In volatility forecasting literature, Markov switching multifractal (MSM) models are well known for capturing many important stylized facts such as long memory and fat tails. MSM delivers stronger performance both in- and out-of-sample than GARCH-type models in long-term forecasts. However, the literature shows that MSM forecasts only slightly improve on GARCH(1,1) at short-term intervals. This indicates that there may exist certain patterns to be discovered in the innovation part εt.
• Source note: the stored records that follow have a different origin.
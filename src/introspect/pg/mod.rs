mod columns;
mod indexes;
mod keys;
mod schemas;
mod tables;

pub use indexes::query_indexes;

use std::collections::HashMap;

use sqlx::PgPool;

use crate::connect::CONNECT_TIMEOUT;
use crate::error::BackplaneError;
use crate::schema::{table_id, ColumnInfo, ForeignKeyEdge, SchemaGraph, TableNode};

use columns::ColumnRow;
use keys::{ForeignKeyRow, PrimaryKeyRow};
use tables::TableRow;

/// Introspect a live database and assemble the schema graph.
///
/// `schema_filter` restricts the discovered schema set when non-empty. The
/// four row queries fan out concurrently once the schema list is known,
/// bounded by a deadline so a hung server cannot hang the caller.
pub async fn introspect(
    pool: &PgPool,
    schema_filter: &[String],
) -> Result<SchemaGraph, BackplaneError> {
    let mut schemas = schemas::query_schemas(pool).await?;
    if !schema_filter.is_empty() {
        schemas.retain(|s| schema_filter.contains(s));
    }
    let schemas = require_schemas(schemas)?;

    tracing::debug!(schemas = schemas.len(), "introspecting catalog");

    let (tables, columns, primary_keys, foreign_keys) =
        tokio::time::timeout(CONNECT_TIMEOUT, async {
            tokio::try_join!(
                tables::query_tables(pool, &schemas),
                columns::query_columns(pool, &schemas),
                keys::query_primary_keys(pool, &schemas),
                keys::query_foreign_keys(pool, &schemas),
            )
        })
        .await
        .map_err(|_| {
            BackplaneError::connection("timed out introspecting the database catalog")
        })??;

    tracing::debug!(
        tables = tables.len(),
        columns = columns.len(),
        foreign_keys = foreign_keys.len(),
        "catalog rows fetched"
    );

    Ok(assemble(schemas, tables, columns, primary_keys, foreign_keys))
}

/// An empty database is treated as a misconfiguration, never an empty graph.
fn require_schemas(schemas: Vec<String>) -> Result<Vec<String>, BackplaneError> {
    if schemas.is_empty() {
        return Err(BackplaneError::database(
            "no schemas found; the database is empty or the connecting role cannot see any",
        ));
    }
    Ok(schemas)
}

/// Join the ordered catalog row sets into a graph. Row order is produced by
/// the queries (schemas alphabetical, tables by name, columns by ordinal,
/// key columns by key sequence) and preserved by the grouping here.
fn assemble(
    schemas: Vec<String>,
    tables: Vec<TableRow>,
    columns: Vec<ColumnRow>,
    primary_keys: Vec<PrimaryKeyRow>,
    foreign_keys: Vec<ForeignKeyRow>,
) -> SchemaGraph {
    let mut columns_by_table: HashMap<String, Vec<ColumnInfo>> = HashMap::new();
    for col in columns {
        columns_by_table
            .entry(table_id(&col.table_schema, &col.table_name))
            .or_default()
            .push(ColumnInfo {
                name: col.column_name,
                data_type: col.data_type,
                udt: col.udt_name,
                nullable: col.is_nullable,
                default: col.column_default,
                position: col.ordinal_position,
            });
    }

    let mut pk_by_table: HashMap<String, Vec<String>> = HashMap::new();
    for pk in primary_keys {
        pk_by_table
            .entry(table_id(&pk.table_schema, &pk.table_name))
            .or_default()
            .push(pk.column_name);
    }

    let nodes = tables
        .into_iter()
        .map(|table| {
            let id = table_id(&table.table_schema, &table.table_name);
            TableNode {
                columns: columns_by_table.remove(&id).unwrap_or_default(),
                primary_key: pk_by_table.remove(&id).unwrap_or_default(),
                id,
                schema: table.table_schema,
                name: table.table_name,
                table_type: table.table_type,
            }
        })
        .collect();

    let edges = foreign_keys
        .into_iter()
        .map(|fk| ForeignKeyEdge {
            label: format!("{} → {}", fk.column_name, fk.ref_column),
            id: fk.constraint_name,
            source: table_id(&fk.table_schema, &fk.table_name),
            source_column: fk.column_name,
            target: table_id(&fk.ref_schema, &fk.ref_table),
            target_column: fk.ref_column,
        })
        .collect();

    SchemaGraph {
        schemas,
        nodes,
        edges,
    }
}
To enhance MSM's prediction accuracy at the short-term level with higher frequency data, a hybrid model of the MSM model and support vector regression (SVR) is proposed, in which a particle swarm optimization (PSO) algorithm is applied to optimize hyperparameters of the support vector regression in the scope of constraint permission. The method is referred to as MSM-PSO-SVR. Further, we introduce the Fourier kernel MSM-PSO-SVR and evaluate the performance of various MSM-PSO-SVR models in terms of mean absolute error (MAE) and the mean squared error (MSE) with one-minute data of the exchange traded fund (ETF) SPDR S&P 500 Trust ETF (ticker symbol: SPY). The experimental results show that the proposed approach outperforms the other competing peer models and in particular, the selection of SVR kernel might yield significant boosts in forecasting ability. Results of Hansen's Superior Predictive Ability test further validate the conclusion.